Goal of the exercise — All the data should come back exactly as it was given.

◆ ◆ ◆ ◆

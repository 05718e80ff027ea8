//! Persistence of processed resume reports.

use sqlx::types::Json;
use sqlx::PgPool;

use crate::analysis::ats::AtsReport;
use crate::processing::models::ResumeData;

pub async fn insert_report(
    pool: &PgPool,
    filename: &str,
    data: &ResumeData,
    report: &AtsReport,
) -> Result<(), sqlx::Error> {
    sqlx::query(
        r#"
        INSERT INTO resume_reports (id, filename, data, ats_breakdown, ats_score, word_count, uploaded_at)
        VALUES ($1, $2, $3, $4, $5, $6, $7)
        "#,
    )
    .bind(uuid::Uuid::new_v4())
    .bind(filename)
    .bind(Json(data))
    .bind(Json(&report.ats_breakdown))
    .bind(report.ats_score)
    .bind(report.word_count as i32)
    .bind(chrono::Utc::now())
    .execute(pool)
    .await?;
    Ok(())
}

◆ ◆ ◆ ◆

Exercise result —
repository 05718e80ff027ea8
//! Persistence of processed resume reports.

use sqlx::types::Json;
use sqlx::PgPool;

use crate::analysis::ats::AtsReport;
use crate::processing::models::ResumeData;

pub async fn insert_report(
    pool: &PgPool,
    filename: &str,
    data: &ResumeData,
    report: &AtsReport,
) -> Result<(), sqlx::Error> {
    sqlx::query(
        r#"
        INSERT INTO resume_reports (id, filename, data, ats_breakdown, ats_score, word_count, uploaded_at)
        VALUES ($1, $2, $3, $4, $5, $6, $7)
        "#,
    )
    .bind(uuid::Uuid::new_v4())
    .bind(filename)
    .bind(Json(data))
    .bind(Json(&report.ats_breakdown))
    .bind(report.ats_score)
    .bind(report.word_count as i32)
    .bind(chrono::Utc::now())
    .execute(pool)
    .await?;
    Ok(())
}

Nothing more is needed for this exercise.